Work to be completed: Write out all of the data exactly as it appears.

(Stored items)
#[cfg(test)]
mod tests {
    use super::*;
    use serde_json::json;
    use tokio::sync::oneshot;

    /// Edge state wired to an in-process stand-in for the coordinator.
    async fn state_with_peer(
    ) -> Result<(Arc<EdgeState>, Connection, MessageStream), Box<dyn std::error::Error>> {
        let listener = EventListener::bind("127.0.0.1:0", "coordinator", WireFormat::Json).await?;
        let addr = listener.local_addr()?.to_string();
        let (client, server) = tokio::join!(connect(&addr, SOURCE, WireFormat::Json), listener.accept());
        let client = client?;
        let state = Arc::new(EdgeState {
            coordinator: client.handle,
            pending: Arc::new(PendingCalls::new()),
            subscribers: ConnectionRegistry::new(),
        });
        Ok((state, server?, client.stream))
    }

    #[test]
    fn test_call_reply_serializes_as_body() -> Result<(), Box<dyn std::error::Error>> {
        let reply = CallReply::Users(UsersReply::ok(Vec::new()));
        assert_eq!(serde_json::to_value(&reply)?, json!({"success": true, "users": []}));

        let expired = CallReply::timed_out(CallId::new(3));
        assert_eq!(
            serde_json::to_value(&expired)?,
            json!({"success": false, "error": "request 3 timed out"})
        );
        Ok(())
    }

    #[test]
    fn test_mismatched_reply_is_failure() {
        let reply = CallReply::Users(UsersReply::ok(Vec::new()));
        assert!(reply.into_user().is_err());
    }

    #[tokio::test]
    async fn test_reply_routed_to_matching_call() -> Result<(), Box<dyn std::error::Error>> {
        let (state, mut coordinator, stream) = state_with_peer().await?;
        tokio::spawn(relay_coordinator_events(stream, Arc::clone(&state)));

        let (tx_a, rx_a) = oneshot::channel();
        let (tx_b, rx_b) = oneshot::channel();
        state.get_users(Continuation::RespondHttp(tx_a));
        state.get_users(Continuation::RespondHttp(tx_b));

        let first: GetUsersCall = coordinator.stream.next().await.ok_or("closed")?.payload_as()?;
        let second: GetUsersCall = coordinator.stream.next().await.ok_or("closed")?.payload_as()?;
        assert_ne!(first.request_id, second.request_id);

        // Answer out of order.
        coordinator.handle.emit(
            events::APP_USERS_RESULT,
            AppReply {
                request_id: second.request_id,
                reply: UsersReply::failed("second"),
            },
        );
        coordinator.handle.emit(
            events::APP_USERS_RESULT,
            AppReply {
                request_id: first.request_id,
                reply: UsersReply::failed("first"),
            },
        );

        assert_eq!(rx_a.await?.into_users(), Err("first".to_string()));
        assert_eq!(rx_b.await?.into_users(), Err("second".to_string()));
        assert!(state.pending.is_empty());
        Ok(())
    }

    #[tokio::test]
    async fn test_expired_call_resolves_with_timeout() -> Result<(), Box<dyn std::error::Error>> {
        let (state, _coordinator, _stream) = state_with_peer().await?;
        let _expiry = AbortOnDrop(
            Arc::clone(&state.pending)
                .spawn_expiry(std::time::Duration::from_millis(50), CallReply::timed_out),
        );

        let (tx, rx) = oneshot::channel();
        state.get_users(Continuation::RespondHttp(tx));

        let reply = tokio::time::timeout(std::time::Duration::from_secs(2), rx).await??;
        assert!(matches!(reply, CallReply::Failed(ref t) if !t.success));
        assert!(state.pending.is_empty());
        Ok(())
    }

    #[tokio::test]
    async fn test_broadcasts_renamed_for_subscribers() -> Result<(), Box<dyn std::error::Error>> {
        let (state, coordinator, stream) = state_with_peer().await?;
        tokio::spawn(relay_coordinator_events(stream, Arc::clone(&state)));

        let listener = EventListener::bind("127.0.0.1:0", SOURCE, WireFormat::Json).await?;
        let addr = listener.local_addr()?.to_string();
        tokio::spawn(accept_subscribers(listener, Arc::clone(&state)));
        let mut subscriber = connect(&addr, "subscriber", WireFormat::Json).await?;
        while state.subscribers.is_empty() {
            tokio::time::sleep(std::time::Duration::from_millis(10)).await;
        }

        coordinator.handle.emit(
            events::APP_DB_STATS,
            DbStats {
                user_count: 4,
                timestamp: "2024-01-01T00:00:00.000Z".to_string(),
            },
        );
        coordinator.handle.emit(
            events::APP_STATUS,
            json!({"status": "healthy", "connections": 1, "timestamp": "2024-01-01T00:00:00.000Z"}),
        );

        let stats = subscriber.stream.next().await.ok_or("closed")?;
        assert_eq!(stats.event(), events::DB_STATS_UPDATE);
        assert_eq!(stats.payload()["userCount"], 4);
        let status = subscriber.stream.next().await.ok_or("closed")?;
        assert_eq!(status.event(), events::APP_STATUS_UPDATE);
        assert!(state.pending.is_empty());
        Ok(())
    }

    #[tokio::test]
    async fn test_invalid_subscriber_create_is_rejected_locally() -> Result<(), Box<dyn std::error::Error>>
    {
        let (state, mut coordinator, _stream) = state_with_peer().await?;
        let listener = EventListener::bind("127.0.0.1:0", SOURCE, WireFormat::Json).await?;
        let addr = listener.local_addr()?.to_string();
        tokio::spawn(accept_subscribers(listener, Arc::clone(&state)));
        let mut subscriber = connect(&addr, "subscriber", WireFormat::Json).await?;

        subscriber
            .handle
            .emit(events::CREATE_USER, json!({"name": "", "email": "a@x.com"}));
        let response = subscriber.stream.next().await.ok_or("closed")?;
        assert_eq!(response.event(), events::USER_CREATED_RESPONSE);
        let reply: CreateUserReply = response.payload_as()?;
        assert_eq!(reply.into_result(), Err("name is required".to_string()));

        assert!(state.pending.is_empty());
        assert!(coordinator.stream.try_next().is_none());
        Ok(())
    }
}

Response:
#[cfg(test)]
mod tests {
    use super::*;
    use serde_json::json;
    use tokio::sync::oneshot;

    /// Edge state wired to an in-process stand-in for the coordinator.
    async fn state_with_peer(
    ) -> Result<(Arc<EdgeState>, Connection, MessageStream), Box<dyn std::error::Error>> {
        let listener = EventListener::bind("127.0.0.1:0", "coordinator", WireFormat::Json).await?;
        let addr = listener.local_addr()?.to_string();
        let (client, server) = tokio::join!(connect(&addr, SOURCE, WireFormat::Json), listener.accept());
        let client = client?;
        let state = Arc::new(EdgeState {
            coordinator: client.handle,
            pending: Arc::new(PendingCalls::new()),
            subscribers: ConnectionRegistry::new(),
        });
        Ok((state, server?, client.stream))
    }

    #[test]
    fn test_call_reply_serializes_as_body() -> Result<(), Box<dyn std::error::Error>> {
        let reply = CallReply::Users(UsersReply::ok(Vec::new()));
        assert_eq!(serde_json::to_value(&reply)?, json!({"success": true, "users": []}));

        let expired = CallReply::timed_out(CallId::new(3));
        assert_eq!(
            serde_json::to_value(&expired)?,
            json!({"success": false, "error": "request 3 timed out"})
        );
        Ok(())
    }

    #[test]
    fn test_mismatched_reply_is_failure() {
        let reply = CallReply::Users(UsersReply::ok(Vec::new()));
        assert!(reply.into_user().is_err());
    }

    #[tokio::test]
    async fn test_reply_routed_to_matching_call() -> Result<(), Box<dyn std::error::Error>> {
        let (state, mut coordinator, stream) = state_with_peer().await?;
        tokio::spawn(relay_coordinator_events(stream, Arc::clone(&state)));

        let (tx_a, rx_a) = oneshot::channel();
        let (tx_b, rx_b) = oneshot::channel();
        state.get_users(Continuation::RespondHttp(tx_a));
        state.get_users(Continuation::RespondHttp(tx_b));

        let first: GetUsersCall = coordinator.stream.next().await.ok_or("closed")?.payload_as()?;
        let second: GetUsersCall = coordinator.stream.next().await.ok_or("closed")?.payload_as()?;
        assert_ne!(first.request_id, second.request_id);

        // Answer out of order.
        coordinator.handle.emit(
            events::APP_USERS_RESULT,
            AppReply {
                request_id: second.request_id,
                reply: UsersReply::failed("second"),
            },
        );
        coordinator.handle.emit(
            events::APP_USERS_RESULT,
            AppReply {
                request_id: first.request_id,
                reply: UsersReply::failed("first"),
            },
        );

        assert_eq!(rx_a.await?.into_users(), Err("first".to_string()));
        assert_eq!(rx_b.await?.into_users(), Err("second".to_string()));
        assert!(state.pending.is_empty());
        Ok(())
    }

    #[tokio::test]
    async fn test_expired_call_resolves_with_timeout() -> Result<(), Box<dyn std::error::Error>> {
        let (state, _coordinator, _stream) = state_with_peer().await?;
        let _expiry = AbortOnDrop(
            Arc::clone(&state.pending)
                .spawn_expiry(std::time::Duration::from_millis(50), CallReply::timed_out),
        );

        let (tx, rx) = oneshot::channel();
        state.get_users(Continuation::RespondHttp(tx));

        let reply = tokio::time::timeout(std::time::Duration::from_secs(2), rx).await??;
        assert!(matches!(reply, CallReply::Failed(ref t) if !t.success));
        assert!(state.pending.is_empty());
        Ok(())
    }

    #[tokio::test]
    async fn test_broadcasts_renamed_for_subscribers() -> Result<(), Box<dyn std::error::Error>> {
        let (state, coordinator, stream) = state_with_peer().await?;
        tokio::spawn(relay_coordinator_events(stream, Arc::clone(&state)));

        let listener = EventListener::bind("127.0.0.1:0", SOURCE, WireFormat::Json).await?;
        let addr = listener.local_addr()?.to_string();
        tokio::spawn(accept_subscribers(listener, Arc::clone(&state)));
        let mut subscriber = connect(&addr, "subscriber", WireFormat::Json).await?;
        while state.subscribers.is_empty() {
            tokio::time::sleep(std::time::Duration::from_millis(10)).await;
        }

        coordinator.handle.emit(
            events::APP_DB_STATS,
            DbStats {
                user_count: 4,
                timestamp: "2024-01-01T00:00:00.000Z".to_string(),
            },
        );
        coordinator.handle.emit(
            events::APP_STATUS,
            json!({"status": "healthy", "connections": 1, "timestamp": "2024-01-01T00:00:00.000Z"}),
        );

        let stats = subscriber.stream.next().await.ok_or("closed")?;
        assert_eq!(stats.event(), events::DB_STATS_UPDATE);
        assert_eq!(stats.payload()["userCount"], 4);
        let status = subscriber.stream.next().await.ok_or("closed")?;
        assert_eq!(status.event(), events::APP_STATUS_UPDATE);
        assert!(state.pending.is_empty());
        Ok(())
    }

    #[tokio::test]
    async fn test_invalid_subscriber_create_is_rejected_locally() -> Result<(), Box<dyn std::error::Error>>
    {
        let (state, mut coordinator, _stream) = state_with_peer().await?;
        let listener = EventListener::bind("127.0.0.1:0", SOURCE, WireFormat::Json).await?;
        let addr = listener.local_addr()?.to_string();
        tokio::spawn(accept_subscribers(listener, Arc::clone(&state)));
        let mut subscriber = connect(&addr, "subscriber", WireFormat::Json).await?;

        subscriber
            .handle
            .emit(events::CREATE_USER, json!({"name": "", "email": "a@x.com"}));
        let response = subscriber.stream.next().await.ok_or("closed")?;
        assert_eq!(response.event(), events::USER_CREATED_RESPONSE);
        let reply: CreateUserReply = response.payload_as()?;
        assert_eq!(reply.into_result(), Err("name is required".to_string()));

        assert!(state.pending.is_empty());
        assert!(coordinator.stream.try_next().is_none());
        Ok(())
    }
}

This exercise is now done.